Overseth succeeds Deborah L. Duncan, class of 1977.
A member of the Smith board of trustees since 2012 and vice chair since 2018, Overseth has chaired the board’s external affairs and advancement committees. She also was a member of Smith’s Advisory Committee on Investor Responsibility and served on the steering committee for Smith’s record-setting Women for the World campaign, which raised $486 million for Smith’s key priorities between 2012 and 2017.
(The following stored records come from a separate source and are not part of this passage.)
//! Single-document question-answering session.
//!
//! A session owns its directory, the committed index handle and the state machine
//! `Idle -> Indexing -> Ready -> Answering -> Ready`. Only one operation runs at a
//! time; a second one fails with [`SessionError::Busy`].

use std::future::Future;
use std::path::{Path, PathBuf};
use std::sync::{Mutex, PoisonError};
use std::time::Duration;

use docqa_llm::LlmError;
use docqa_llm::provider::{LlmProvider, Message};
use docqa_memory::document::{
    EmbedFn, IngestionPipeline, SplitterConfig, TextSplitter, loader_for_extension,
};
use docqa_memory::{IndexDirectory, RebuildGuard, RetrievedChunk, VectorIndex};
use tokio::sync::RwLock;
use tokio_util::sync::CancellationToken;
use tracing::Instrument;

use crate::config::{Config, TimeoutConfig};
use crate::error::SessionError;
use crate::prompt::build_prompt;
use crate::upload::{UploadedFile, save_upload, validate_extension};

#[derive(Debug, Clone, Copy, PartialEq, Eq)]
pub enum SessionState {
    Idle,
    Indexing,
    Ready,
    Answering,
}

impl SessionState {
    #[must_use]
    pub fn as_str(self) -> &'static str {
        match self {
            Self::Idle => "idle",
            Self::Indexing => "indexing",
            Self::Ready => "ready",
            Self::Answering => "answering",
        }
    }
}

impl std::fmt::Display for SessionState {
    fn fmt(&self, f: &mut std::fmt::Formatter<'_>) -> std::fmt::Result {
        f.write_str(self.as_str())
    }
}

/// Answer text returned verbatim from the model, plus the retrieved context.
#[derive(Debug, Clone)]
pub struct Answer {
    pub text: String,
    pub sources: Vec<RetrievedChunk>,
}

/// The document behind the committed index.
#[derive(Debug, Clone, PartialEq, Eq)]
pub struct DocumentInfo {
    pub name: String,
    /// Stored copy of the upload; `None` once a later failed upload overwrote it.
    pub path: Option<PathBuf>,
    pub records: usize,
    pub chunks: usize,
    pub document_hash: String,
}

#[derive(Debug, Clone)]
pub struct SessionStatus {
    pub state: SessionState,
    pub document: Option<DocumentInfo>,
    pub embedding_model: String,
}

/// Values a session needs, extracted from [`Config`].
#[derive(Debug, Clone)]
pub struct SessionSettings {
    pub dir: PathBuf,
    pub embedding_model: String,
    pub splitter: SplitterConfig,
    pub max_file_size: u64,
    pub top_k: usize,
    pub min_score: Option<f32>,
    pub timeouts: TimeoutConfig,
}

impl From<&Config> for SessionSettings {
    fn from(config: &Config) -> Self {
        Self {
            dir: config.session.dir.clone(),
            embedding_model: config.embedding.effective_model().to_owned(),
            splitter: SplitterConfig {
                chunk_size: config.chunking.chunk_size,
                chunk_overlap: config.chunking.chunk_overlap,
            },
            max_file_size: config.chunking.max_file_size,
            top_k: config.retrieval.top_k,
            min_score: config.retrieval.min_score,
            timeouts: config.timeouts,
        }
    }
}

pub struct Session<P> {
    settings: SessionSettings,
    index_dir: IndexDirectory,
    generator: P,
    embedder: P,
    state: Mutex<SessionState>,
    index: RwLock<Option<VectorIndex>>,
    document: Mutex<Option<DocumentInfo>>,
    cancel: Mutex<CancellationToken>,
}

impl<P> std::fmt::Debug for Session<P> {
    fn fmt(&self, f: &mut std::fmt::Formatter<'_>) -> std::fmt::Result {
        f.debug_struct("Session")
            .field("dir", &self.settings.dir)
            .field("state", &self.state())
            .finish_non_exhaustive()
    }
}

/// Resets the session state when an operation ends, including on early return or drop.
/// Ending in `Idle` also forgets the indexed document.
struct OperationGuard<'a> {
    state: &'a Mutex<SessionState>,
    document: &'a Mutex<Option<DocumentInfo>>,
    on_exit: SessionState,
}

impl OperationGuard<'_> {
    fn finish(mut self, state: SessionState) {
        self.on_exit = state;
    }
}

impl Drop for OperationGuard<'_> {
    fn drop(&mut self) {
        if self.on_exit == SessionState::Idle {
            *self.document.lock().unwrap_or_else(PoisonError::into_inner) = None;
        }
        *self.state.lock().unwrap_or_else(PoisonError::into_inner) = self.on_exit;
    }
}

impl<P> Session<P> {
    #[must_use]
    pub fn state(&self) -> SessionState {
        *self.state.lock().unwrap_or_else(PoisonError::into_inner)
    }

    #[must_use]
    pub fn dir(&self) -> &Path {
        &self.settings.dir
    }

    #[must_use]
    pub fn status(&self) -> SessionStatus {
        SessionStatus {
            state: self.state(),
            document: self
                .document
                .lock()
                .unwrap_or_else(PoisonError::into_inner)
                .clone(),
            embedding_model: self.settings.embedding_model.clone(),
        }
    }

    /// Cancel the operation in flight, if any.
    pub fn cancel(&self) {
        self.cancel
            .lock()
            .unwrap_or_else(PoisonError::into_inner)
            .cancel();
    }

    fn begin(
        &self,
        next: SessionState,
    ) -> Result<(OperationGuard<'_>, CancellationToken), SessionError> {
        let mut state = self.state.lock().unwrap_or_else(PoisonError::into_inner);
        match (*state, next) {
            (SessionState::Indexing | SessionState::Answering, _) => {
                return Err(SessionError::Busy);
            }
            (SessionState::Idle, SessionState::Answering) => return Err(SessionError::NoIndex),
            _ => {}
        }
        let prior = *state;
        *state = next;

        let token = CancellationToken::new();
        *self.cancel.lock().unwrap_or_else(PoisonError::into_inner) = token.clone();

        Ok((
            OperationGuard {
                state: &self.state,
                document: &self.document,
                on_exit: prior,
            },
            token,
        ))
    }
}

impl<P> Session<P>
where
    P: LlmProvider + Clone + 'static,
{
    /// Create a session. `generator` answers questions, `embedder` embeds chunks and questions.
    ///
    /// # Errors
    ///
    /// Returns an error if the splitter settings are invalid or `embedder` cannot embed.
    pub fn new(settings: SessionSettings, generator: P, embedder: P) -> Result<Self, SessionError> {
        settings.splitter.validate()?;
        if !embedder.supports_embeddings() {
            return Err(SessionError::EmbeddingUnsupported(embedder.name().to_owned()));
        }
        Ok(Self {
            index_dir: IndexDirectory::new(settings.dir.clone()),
            settings,
            generator,
            embedder,
            state: Mutex::new(SessionState::Idle),
            index: RwLock::new(None),
            document: Mutex::new(None),
            cancel: Mutex::new(CancellationToken::new()),
        })
    }

    /// Save an uploaded file, parse it and rebuild the index from it.
    ///
    /// The previous index stays usable if the rebuild fails.
    ///
    /// # Errors
    ///
    /// Returns [`SessionError::UnsupportedFileType`] before touching the disk for a
    /// rejected extension, [`SessionError::Busy`] while another operation runs, and
    /// the underlying failure otherwise.
    pub async fn upload(&self, file: UploadedFile) -> Result<DocumentInfo, SessionError> {
        let ext = validate_extension(&file.name)?;
        let (mut guard, cancel) = self.begin(SessionState::Indexing)?;

        let span = tracing::info_span!("upload", file = %file.name, bytes = file.bytes.len());
        let result = self
            .index_upload(&file, &ext, &mut guard, &cancel)
            .instrument(span)
            .await;

        match result {
            Ok(info) => {
                guard.finish(SessionState::Ready);
                Ok(info)
            }
            Err(e) => {
                tracing::warn!(state = %guard.on_exit, "upload failed: {e}");
                Err(e)
            }
        }
    }

    /// Runs the indexing pipeline, keeping `guard.on_exit` at the state a failure
    /// or a dropped future must leave behind.
    async fn index_upload(
        &self,
        file: &UploadedFile,
        ext: &str,
        guard: &mut OperationGuard<'_>,
        cancel: &CancellationToken,
    ) -> Result<DocumentInfo, SessionError> {
        let prior = guard.on_exit;

        let path = save_upload(&self.settings.dir, file).await?;
        self.forget_overwritten(&path);
        let document_hash = blake3::hash(&file.bytes).to_hex().to_string();

        let loader = loader_for_extension(ext, self.settings.max_file_size)?;
        let documents = loader.load(&path).await?;

        let pipeline = IngestionPipeline::new(
            TextSplitter::new(self.settings.splitter.clone()),
            self.guarded_embed_fn(cancel.clone()),
        );
        let chunks = pipeline.split(&documents);
        if chunks.is_empty() {
            return Err(SessionError::EmptyDocument);
        }
        tracing::info!(records = documents.len(), chunks = chunks.len(), "document split");

        let mut index = self.index.write().await;
        // No open handle from here until one is installed again.
        guard.on_exit = SessionState::Idle;
        if let Some(old) = index.take() {
            old.close().await;
        }

        let rebuild = match self.index_dir.begin().await {
            Ok(rebuild) => rebuild,
            Err(e) => {
                guard.on_exit = self.reopen(&mut index, prior, None).await;
                return Err(e.into());
            }
        };

        tracing::debug!(replacing = rebuild.had_previous(), "index rebuild started");

        let staging = rebuild.staging_path();
        let built: Result<(), SessionError> = async {
            let rows = pipeline.embed(chunks).await?;
            let new_index = VectorIndex::build(
                &staging,
                &rows,
                &self.settings.embedding_model,
                &document_hash,
            )
            .await?;
            new_index.close().await;
            Ok(())
        }
        .await;

        if let Err(e) = built {
            guard.on_exit = self.reopen(&mut index, prior, Some(rebuild)).await;
            return Err(e);
        }

        if let Err(e) = rebuild.commit().await {
            guard.on_exit = self.reopen(&mut index, prior, None).await;
            return Err(e.into());
        }

        let committed = VectorIndex::open(&self.index_dir.committed_path()).await?;
        let info = DocumentInfo {
            name: file.name.clone(),
            path: Some(path),
            records: documents.len(),
            chunks: committed.len(),
            document_hash,
        };
        tracing::info!(chunks = info.chunks, hash = %info.document_hash, "index committed");

        *index = Some(committed);
        *self.document.lock().unwrap_or_else(PoisonError::into_inner) = Some(info.clone());
        Ok(info)
    }

    /// The stored copy of the indexed document no longer exists once `path` is rewritten.
    fn forget_overwritten(&self, path: &Path) {
        let mut document = self.document.lock().unwrap_or_else(PoisonError::into_inner);
        if let Some(doc) = document.as_mut()
            && doc.path.as_deref() == Some(path)
        {
            doc.path = None;
        }
    }

    /// Roll back a failed rebuild and reopen the previous index if this session built one.
    /// Returns the state the session falls back to.
    async fn reopen(
        &self,
        index: &mut Option<VectorIndex>,
        prior: SessionState,
        rebuild: Option<RebuildGuard>,
    ) -> SessionState {
        let restored = match rebuild {
            Some(rebuild) => rebuild.rollback().await,
            None => self.index_dir.has_committed(),
        };
        if prior != SessionState::Ready || !restored {
            return SessionState::Idle;
        }
        match VectorIndex::open(&self.index_dir.committed_path()).await {
            Ok(previous) => {
                *index = Some(previous);
                SessionState::Ready
            }
            Err(e) => {
                tracing::error!("failed to reopen previous index: {e}");
                SessionState::Idle
            }
        }
    }

    /// Answer a question against the committed index.
    ///
    /// # Errors
    ///
    /// Returns [`SessionError::NoIndex`] before any successful upload,
    /// [`SessionError::Busy`] while another operation runs, and model or index
    /// failures otherwise.
    pub async fn ask(&self, question: &str) -> Result<Answer, SessionError> {
        let (guard, cancel) = self.begin(SessionState::Answering)?;

        let span = tracing::info_span!("question", chars = question.chars().count());
        let answer = self.answer(question, &cancel).instrument(span).await?;

        guard.finish(SessionState::Ready);
        Ok(answer)
    }

    async fn answer(
        &self,
        question: &str,
        cancel: &CancellationToken,
    ) -> Result<Answer, SessionError> {
        let index = self.index.read().await;
        let index = index.as_ref().ok_or(SessionError::NoIndex)?;

        let query = guarded(
            self.embedder.embed(question),
            self.settings.timeouts.embedding_seconds,
            cancel,
        )
        .await
        .map_err(SessionError::from_embedding)?;

        let sources = index
            .search(&query, self.settings.top_k, self.settings.min_score)
            .await?;
        tracing::debug!(hits = sources.len(), "retrieved context");

        let prompt = build_prompt(&sources, question);
        let text = guarded(
            self.generator.chat(&[Message::user(prompt)]),
            self.settings.timeouts.llm_seconds,
            cancel,
        )
        .await
        .map_err(SessionError::from_generation)?;

        Ok(Answer { text, sources })
    }

    fn guarded_embed_fn(&self, cancel: CancellationToken) -> EmbedFn {
        let embedder = self.embedder.clone();
        let seconds = self.settings.timeouts.embedding_seconds;
        Box::new(move |text: &str| {
            let embedder = embedder.clone();
            let cancel = cancel.clone();
            let text = text.to_owned();
            Box::pin(async move { guarded(embedder.embed(&text), seconds, &cancel).await })
        })
    }
}

/// Race a model call against its timeout and the cancellation token.
async fn guarded<T>(
    fut: impl Future<Output = Result<T, LlmError>>,
    seconds: u64,
    cancel: &CancellationToken,
) -> Result<T, LlmError> {
    tokio::select! {
        biased;
        () = cancel.cancelled() => {
            tracing::info!("model call cancelled by user");
            Err(LlmError::Cancelled)
        }
        r = tokio::time::timeout(Duration::from_secs(seconds), fut) => {
            r.map_err(|_| LlmError::Timeout { seconds })?
        }
    }
}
Overseth is chief executive officer of the Partnership for After School Education (PASE), a nonprofit which works with hundreds of community based organizations, higher education institutions and corporate partners to improve the quality of opportunities available to young people living in poverty in New York City. With more than 25 years of experience in the youth-serving profession, Overseth directed a management initiative for the Fund for the City of New York to strengthen the nonprofit agencies that provide community support for young people, and served for 12 years as the founding president of PASE’s board of directors.
A member of the advisory board of The Tamer Center for Social Enterprise at Columbia Business School, Overseth has taught leadership courses at Bank Street College of Education and is a director of the Millennial Action Project. She is a trustee of the Franklin D. Roosevelt Presidential Library and Museum, and also serves as a trustee of the UNR Asbestos-Disease Claims Trust. From 1984 to 1992, she was a director at The First Boston Corporation, specializing in corporate restructurings.
Overseth majored in economics at Smith and earned her M.B.A. degree at Columbia Business School. She lives in New York City.
Founded in 1871, Smith College educates women of promise for lives of distinction. Among the largest women’s liberal arts colleges in the United States, Smith enrolls 2,600 students from nearly every state and 68 countries.